Or... at least they feel like they should? Or... they feel like they should wish that they should? Or something... it's all rather confusing.

I hardly have time for long solitary reflection and soul-searching nowadays, between working, setting up the new website and doodling a bit with my new digital camera, hee hee. This might very well be a good thing, since over-analyzing was always one of my (imaginary?) vices. I even overanalyze about whether or not I'm overanalyzing.

It's just that I've gotten to a point where no revelations come. I'm in a swamp of non-decision, it seems, or else I arrived at the right decision a while ago and now I just can't resign myself to it.

The decisions are all varied and slightly intertwined, concerning that enigmatic group we chicks like to call the opposite sex. If you are disgusted now by my flowering-up of what some people would term Boy Trouble, by all means stop reading here.

It's just... I thought I had arrived on a decision about Charlie Brown long ago. I thought I had. I kept re-deciding on it each time I wavered. Thing is, if I had to keep re-deciding, could it have been a decision at all, or wishful thinking? And part of that decision was to stop thinking about it and get on with my life, but every time I would proudly tell myself, "Now see, that's a whole three days you've not thought of It even once" it would spawn a three-hour period of... well, thinking.

The less I focus on it, like one of those magic eye pictures, the less effort I put into it, the more the true picture comes to focus and I can lose what's right in front of me for a lovely all-around fuzziness and that one special little 3-D image... okay, now I'm lost in the extended metaphor. Allow me to extract myself.

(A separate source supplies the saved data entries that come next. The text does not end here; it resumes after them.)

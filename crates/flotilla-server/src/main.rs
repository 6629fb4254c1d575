//! Flotilla control-plane daemon.
//!
//! Builds the control plane from `FLOTILLA_*` environment variables, hydrates
//! persisted configuration, and runs the event subscription loop and status
//! poller until interrupted.

use flotilla_core::{ControlPlane, ControlPlaneSettings};
use tokio::signal;
use tokio_util::sync::CancellationToken;
use tracing_subscriber::{layer::SubscriberExt, util::SubscriberInitExt, EnvFilter};

#[tokio::main]
async fn main() -> anyhow::Result<()> {
    tracing_subscriber::registry()
        .with(EnvFilter::from_default_env().add_directive("flotilla=info".parse()?))
        .with(tracing_subscriber::fmt::layer().with_writer(std::io::stderr))
        .init();

    tracing::info!("Starting Flotilla control plane");

    let settings = ControlPlaneSettings::from_env();
    tracing::info!(?settings, "Configuration loaded");
    settings.validate()?;

    let control_plane = ControlPlane::from_settings(settings)?;
    let restored = control_plane.load_persisted().await?;
    tracing::info!(instances = restored, "Persisted instances restored");

    let shutdown = CancellationToken::new();
    let handles = control_plane.spawn_background(shutdown.clone()).await?;
    tracing::info!(tasks = handles.len(), "Control plane ready");

    signal::ctrl_c().await?;
    tracing::info!("Received shutdown signal, cleaning up...");

    shutdown.cancel();
    for handle in handles {
        if let Err(e) = handle.await {
            tracing::error!(error = %e, "Background task failed");
        }
    }

    tracing::info!(
        instances = control_plane.registry().count(),
        "Control plane shutdown complete"
    );
    Ok(())
}
//! Platform manager contract.

use crate::allocator::PortAllocator;
use crate::error::{ControlPlaneError, Result};
use crate::types::{InstanceConfiguration, InstanceId, Platform, ResourceAllocation, RuntimeInfo};
use async_trait::async_trait;

/// Trait for managing instance lifecycle on one platform.
///
/// Each [`Platform`] variant has exactly one implementation registered in the
/// [`ManagerRegistry`](crate::ManagerRegistry). Implementations must return
/// [`ControlPlaneError::UnsupportedOperation`] for operations the platform
/// cannot perform and [`ControlPlaneError::InstanceNotFound`] for ids they do
/// not know, so callers can tell the two apart.
#[async_trait]
pub trait InstanceManager: Send + Sync {
    /// The platform this manager serves.
    fn platform(&self) -> Platform;

    /// Decide the network binding for a new instance.
    ///
    /// # Arguments
    /// * `allocator` - Shared port pool, used only if the platform needs a host port
    ///
    /// # Errors
    /// Returns `ResourceExhausted` if a port is needed and none is free.
    async fn allocate_resources(&self, allocator: &PortAllocator) -> Result<ResourceAllocation>;

    /// Start an instance with the given configuration.
    async fn start(
        &self,
        id: &InstanceId,
        configuration: &InstanceConfiguration,
    ) -> Result<RuntimeInfo>;

    /// Stop a running instance.
    ///
    /// # Errors
    /// Returns `InstanceNotFound` if the platform has no record of the instance.
    async fn stop(&self, id: &InstanceId) -> Result<RuntimeInfo>;

    /// Restart an instance with its last configuration.
    async fn restart(&self, _id: &InstanceId) -> Result<RuntimeInfo> {
        Err(ControlPlaneError::UnsupportedOperation {
            platform: self.platform(),
            operation: "restart",
        })
    }

    /// Get the current runtime info of an instance.
    ///
    /// # Errors
    /// Returns `InstanceNotFound` if the platform has no record of the instance.
    async fn get_status(&self, id: &InstanceId) -> Result<RuntimeInfo>;

    /// List runtime info for every instance on this platform.
    async fn list_statuses(&self) -> Result<Vec<RuntimeInfo>>;

    /// Whether the manager itself is healthy and can accept work.
    async fn is_available(&self) -> bool;

    /// Forget any platform-side state kept for a deleted instance.
    async fn remove(&self, _id: &InstanceId) -> Result<()> {
        Ok(())
    }
}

Then there's *Him*. The original center of my thoughts, the boy who always makes me smile. Where he used to make me impatient, anxious, often tearful with uncertainty (while we were together), now after months apart at a time I know with a sweet serenity that he will always love me and I will always love him and I'll probably invite him to my wedding and drink a toast to him, silly and trite as it sounds to my writer's ear. Every goofy thing about him still makes me grin reminiscently, and every moment in his company is a good one. I looked forward to the two seconds we'd have to talk when I went to drop off his graduation gift, for goodness sake. I really must stop being so paranoid about scaring him off again and simply ask the boy out for a midnight hangout sometime, as he apparently has grown into his true self this past year, just like me.

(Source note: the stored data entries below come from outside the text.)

//! Bare-process platform manager.

use super::RuntimeTable;
use crate::allocator::PortAllocator;
use crate::error::Result;
use crate::manager::InstanceManager;
use crate::types::{
    InstanceConfiguration, InstanceId, Platform, ResourceAllocation, RuntimeInfo, LOOPBACK_HOST,
};
use async_trait::async_trait;
use std::collections::HashMap;

/// Manager for instances running as local processes.
///
/// Processes share the host network, so every instance binds the loopback
/// address on a port taken from the shared allocator.
pub struct ProcessManager {
    table: RuntimeTable,
}

impl ProcessManager {
    /// Create a new process manager.
    pub fn new() -> Self {
        Self {
            table: RuntimeTable::new(Platform::Process),
        }
    }

    /// Mark the manager healthy or unhealthy.
    pub fn set_available(&self, available: bool) {
        self.table.set_available(available);
    }
}

impl Default for ProcessManager {
    fn default() -> Self {
        Self::new()
    }
}

#[async_trait]
impl InstanceManager for ProcessManager {
    fn platform(&self) -> Platform {
        Platform::Process
    }

    async fn allocate_resources(&self, allocator: &PortAllocator) -> Result<ResourceAllocation> {
        let port = allocator.allocate()?;
        Ok(ResourceAllocation::allocated(LOOPBACK_HOST, port))
    }

    async fn start(
        &self,
        id: &InstanceId,
        configuration: &InstanceConfiguration,
    ) -> Result<RuntimeInfo> {
        let endpoint = format!("{}:{}", configuration.host, configuration.port);
        tracing::info!(instance_id = %id, %endpoint, "Starting process instance");
        let metadata = HashMap::from([("endpoint".to_string(), endpoint)]);
        Ok(self.table.start(id, configuration, metadata))
    }

    async fn stop(&self, id: &InstanceId) -> Result<RuntimeInfo> {
        tracing::info!(instance_id = %id, "Stopping process instance");
        self.table.stop(id)
    }

    async fn restart(&self, id: &InstanceId) -> Result<RuntimeInfo> {
        let configuration = self.table.configuration(id)?;
        self.stop(id).await?;
        self.start(id, &configuration).await
    }

    async fn get_status(&self, id: &InstanceId) -> Result<RuntimeInfo> {
        self.table.get(id)
    }

    async fn list_statuses(&self) -> Result<Vec<RuntimeInfo>> {
        Ok(self.table.list())
    }

    async fn is_available(&self) -> bool {
        self.table.is_available()
    }

    async fn remove(&self, id: &InstanceId) -> Result<()> {
        self.table.remove(id);
        Ok(())
    }
}

#[cfg(test)]
mod tests {
    use super::*;
    use crate::types::InstanceStatus;

    #[tokio::test]
    async fn test_allocates_loopback_port() {
        let manager = ProcessManager::new();
        let allocator = PortAllocator::default();

        let allocation = manager.allocate_resources(&allocator).await.unwrap();
        assert_eq!(allocation.host, "127.0.0.1");
        assert!((8080..=9000).contains(&allocation.port));
        assert_eq!(allocation.allocated_port, Some(allocation.port));
        assert!(allocator.is_allocated(allocation.port));
    }

    #[tokio::test]
    async fn test_restart_keeps_configuration() {
        let manager = ProcessManager::new();
        let id = InstanceId::new();
        let config = InstanceConfiguration::new(LOOPBACK_HOST, 8085);

        manager.start(&id, &config).await.unwrap();
        let info = manager.restart(&id).await.unwrap();
        assert_eq!(info.status, InstanceStatus::Running);
        assert!(info.stopped_at.is_some());
        assert_eq!(
            info.metadata.get("endpoint").map(String::as_str),
            Some("127.0.0.1:8085")
        );
    }

    #[tokio::test]
    async fn test_restart_unknown_instance() {
        let manager = ProcessManager::new();
        let err = manager.restart(&InstanceId::new()).await.unwrap_err();
        assert!(err.is_not_found());
    }
}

And I still giggle when I remember how he stayed watching from the porch after we hugged goodbye today and I walked to my car. He was still watching, a slightly dazed smile on his face like he used to have the first weeks we crushed on each other, when I got behind the wheel and grinned at him. I must daze him a little- hell, looking back at who I was before I left, I daze myself.

Then there are the Untouchables I work with- more than mere waiters, these are variations on Adonis wearing aprons. They're suave and funny and flirt with every other girl in the place except me and I wouldn't touch them with a ten-foot pepper mill, yet they remind me always of who I'll never be in their eyes.

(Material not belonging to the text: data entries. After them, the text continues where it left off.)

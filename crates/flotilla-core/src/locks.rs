//! Per-instance critical sections.

use crate::types::InstanceId;
use dashmap::DashMap;
use std::sync::Arc;
use tokio::sync::{Mutex, OwnedMutexGuard};

/// One async mutex per instance id.
///
/// Read-modify-write sequences that await on storage hold the id's guard for
/// their whole duration, so concurrent writers to the same id are serialized
/// while other ids proceed in parallel.
#[derive(Default)]
pub(crate) struct KeyedLocks {
    locks: DashMap<InstanceId, Arc<Mutex<()>>>,
}

impl KeyedLocks {
    pub(crate) fn new() -> Self {
        Self::default()
    }

    /// Wait for exclusive access to `id`.
    pub(crate) async fn lock(&self, id: &InstanceId) -> OwnedMutexGuard<()> {
        // clone the Arc out so the shard lock is not held across the await
        let lock = self
            .locks
            .entry(id.clone())
            .or_insert_with(|| Arc::new(Mutex::new(())))
            .value()
            .clone();
        lock.lock_owned().await
    }

    /// Drop the mutex for an id that no longer exists.
    ///
    /// The entry stays while any guard or waiter still holds the mutex, so a
    /// later caller can never end up with a second mutex for the same id.
    pub(crate) fn forget(&self, id: &InstanceId) {
        self.locks.remove_if(id, |_, lock| Arc::strong_count(lock) == 1);
    }
}

#[cfg(test)]
mod tests {
    use super::*;
    use std::time::Duration;

    #[tokio::test]
    async fn test_same_key_is_exclusive() {
        let locks = Arc::new(KeyedLocks::new());
        let id = InstanceId::from_string("a");
        let guard = locks.lock(&id).await;

        let contender = {
            let locks = Arc::clone(&locks);
            let id = id.clone();
            tokio::spawn(async move {
                let _guard = locks.lock(&id).await;
            })
        };

        tokio::time::sleep(Duration::from_millis(20)).await;
        assert!(!contender.is_finished());
        drop(guard);
        contender.await.unwrap();
    }

    #[tokio::test]
    async fn test_different_keys_do_not_block() {
        let locks = KeyedLocks::new();
        let _a = locks.lock(&InstanceId::from_string("a")).await;
        let _b = locks.lock(&InstanceId::from_string("b")).await;
    }

    #[tokio::test]
    async fn test_forget_keeps_mutex_while_contended() {
        let locks = Arc::new(KeyedLocks::new());
        let id = InstanceId::from_string("a");
        let guard = locks.lock(&id).await;

        let waiter = {
            let locks = Arc::clone(&locks);
            let id = id.clone();
            tokio::spawn(async move {
                let _guard = locks.lock(&id).await;
            })
        };
        tokio::time::sleep(Duration::from_millis(20)).await;

        // held and awaited: forgetting must not split the mutex
        locks.forget(&id);
        assert!(locks.locks.contains_key(&id));

        // a newcomer still queues behind the original holder
        let newcomer = {
            let locks = Arc::clone(&locks);
            let id = id.clone();
            tokio::spawn(async move {
                let _guard = locks.lock(&id).await;
            })
        };
        tokio::time::sleep(Duration::from_millis(20)).await;
        assert!(!newcomer.is_finished());

        drop(guard);
        waiter.await.unwrap();
        newcomer.await.unwrap();

        locks.forget(&id);
        assert!(!locks.locks.contains_key(&id));
    }
}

And then the Touchables. The cuties. The goofy boys who chat rather than flirt, who get excited talking about the X-Men sequel while filling pitchers of iced tea, who look at me in that comfortingly familiar asexual way and who can be my friends. I love them. But again with the same dilemma- this town will be 200 miles away by September, and that's no way to begin something.

So in short, I'm trying to adapt to the single life without letting myself notice it's a single life, because noticing is always what prolongs it, you know? But most of the time it's like not thinking of a polar bear in a snowstorm. Like the Eskimos, I fail every time. And it only works when I'm absolutely unconscious of the fact, because thinking about not thinking about something is trying to cheat.

LOL, on a different note, catch an Eddie Izzard routine sometime. Funniest comedian in the world. I could quote you pages of his Dressed to Kill act, perhaps better than he could. Excellent way to distract oneself.

Anyone like the new look, btw? Anyone new and not remember the old look so they're reading this entire entry thinking, "Y'know, they have medications for her condition..."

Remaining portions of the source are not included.